= Exercise instructions =
Set down all of the entries precisely as they were written.

+ + + + + + +

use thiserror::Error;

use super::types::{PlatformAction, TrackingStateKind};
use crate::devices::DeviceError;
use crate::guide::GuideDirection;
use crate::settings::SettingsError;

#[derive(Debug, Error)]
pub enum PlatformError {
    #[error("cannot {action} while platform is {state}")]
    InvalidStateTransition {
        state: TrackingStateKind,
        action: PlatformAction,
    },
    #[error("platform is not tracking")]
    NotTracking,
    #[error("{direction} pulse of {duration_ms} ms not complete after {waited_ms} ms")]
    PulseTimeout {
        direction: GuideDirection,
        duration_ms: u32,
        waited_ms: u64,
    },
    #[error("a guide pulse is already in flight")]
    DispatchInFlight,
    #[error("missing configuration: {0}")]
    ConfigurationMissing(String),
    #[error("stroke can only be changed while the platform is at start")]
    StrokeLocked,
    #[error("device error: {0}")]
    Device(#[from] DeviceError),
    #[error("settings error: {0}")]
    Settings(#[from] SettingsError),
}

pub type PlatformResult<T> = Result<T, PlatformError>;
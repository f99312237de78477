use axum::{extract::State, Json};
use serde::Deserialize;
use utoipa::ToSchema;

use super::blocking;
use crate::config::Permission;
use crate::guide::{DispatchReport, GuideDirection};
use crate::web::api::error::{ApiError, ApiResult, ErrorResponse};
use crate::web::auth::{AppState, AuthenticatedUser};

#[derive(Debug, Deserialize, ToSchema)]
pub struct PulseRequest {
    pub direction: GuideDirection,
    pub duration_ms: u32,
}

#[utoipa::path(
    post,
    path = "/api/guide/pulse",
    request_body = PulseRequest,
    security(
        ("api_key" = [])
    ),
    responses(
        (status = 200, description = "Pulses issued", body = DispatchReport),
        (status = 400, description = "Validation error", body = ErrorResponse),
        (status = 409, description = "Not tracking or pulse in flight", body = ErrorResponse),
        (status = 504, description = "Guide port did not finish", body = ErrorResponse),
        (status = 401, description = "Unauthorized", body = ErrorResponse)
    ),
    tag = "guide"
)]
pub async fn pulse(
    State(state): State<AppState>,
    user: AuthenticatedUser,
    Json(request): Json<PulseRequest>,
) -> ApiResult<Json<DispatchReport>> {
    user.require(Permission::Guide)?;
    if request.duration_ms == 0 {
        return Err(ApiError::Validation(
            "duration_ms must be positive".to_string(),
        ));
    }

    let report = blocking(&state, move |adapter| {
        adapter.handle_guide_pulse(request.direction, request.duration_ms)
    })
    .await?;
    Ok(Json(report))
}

+ + + + + + +

= Response to this exercise =
use thiserror::Error;

use super::types::{PlatformAction, TrackingStateKind};
use crate::devices::DeviceError;
use crate::guide::GuideDirection;
use crate::settings::SettingsError;

#[derive(Debug, Error)]
pub enum PlatformError {
    #[error("cannot {action} while platform is {state}")]
    InvalidStateTransition {
        state: TrackingStateKind,
        action: PlatformAction,
    },
    #[error("platform is not tracking")]
    NotTracking,
    #[error("{direction} pulse of {duration_ms} ms not complete after {waited_ms} ms")]
    PulseTimeout {
        direction: GuideDirection,
        duration_ms: u32,
        waited_ms: u64,
    },
    #[error("a guide pulse is already in flight")]
    DispatchInFlight,
    #[error("missing configuration: {0}")]
    ConfigurationMissing(String),
    #[error("stroke can only be changed while the platform is at start")]
    StrokeLocked,
    #[error("device error: {0}")]
    Device(#[from] DeviceError),
    #[error("settings error: {0}")]
    Settings(#[from] SettingsError),
}

pub type PlatformResult<T> = Result<T, PlatformError>;
repository f99312237de78477
use axum::{extract::State, Json};
use serde::Deserialize;
use utoipa::ToSchema;

use super::blocking;
use crate::config::Permission;
use crate::guide::{DispatchReport, GuideDirection};
use crate::web::api::error::{ApiError, ApiResult, ErrorResponse};
use crate::web::auth::{AppState, AuthenticatedUser};

#[derive(Debug, Deserialize, ToSchema)]
pub struct PulseRequest {
    pub direction: GuideDirection,
    pub duration_ms: u32,
}

#[utoipa::path(
    post,
    path = "/api/guide/pulse",
    request_body = PulseRequest,
    security(
        ("api_key" = [])
    ),
    responses(
        (status = 200, description = "Pulses issued", body = DispatchReport),
        (status = 400, description = "Validation error", body = ErrorResponse),
        (status = 409, description = "Not tracking or pulse in flight", body = ErrorResponse),
        (status = 504, description = "Guide port did not finish", body = ErrorResponse),
        (status = 401, description = "Unauthorized", body = ErrorResponse)
    ),
    tag = "guide"
)]
pub async fn pulse(
    State(state): State<AppState>,
    user: AuthenticatedUser,
    Json(request): Json<PulseRequest>,
) -> ApiResult<Json<DispatchReport>> {
    user.require(Permission::Guide)?;
    if request.duration_ms == 0 {
        return Err(ApiError::Validation(
            "duration_ms must be positive".to_string(),
        ));
    }

    let report = blocking(&state, move |adapter| {
        adapter.handle_guide_pulse(request.direction, request.duration_ms)
    })
    .await?;
    Ok(Json(report))
}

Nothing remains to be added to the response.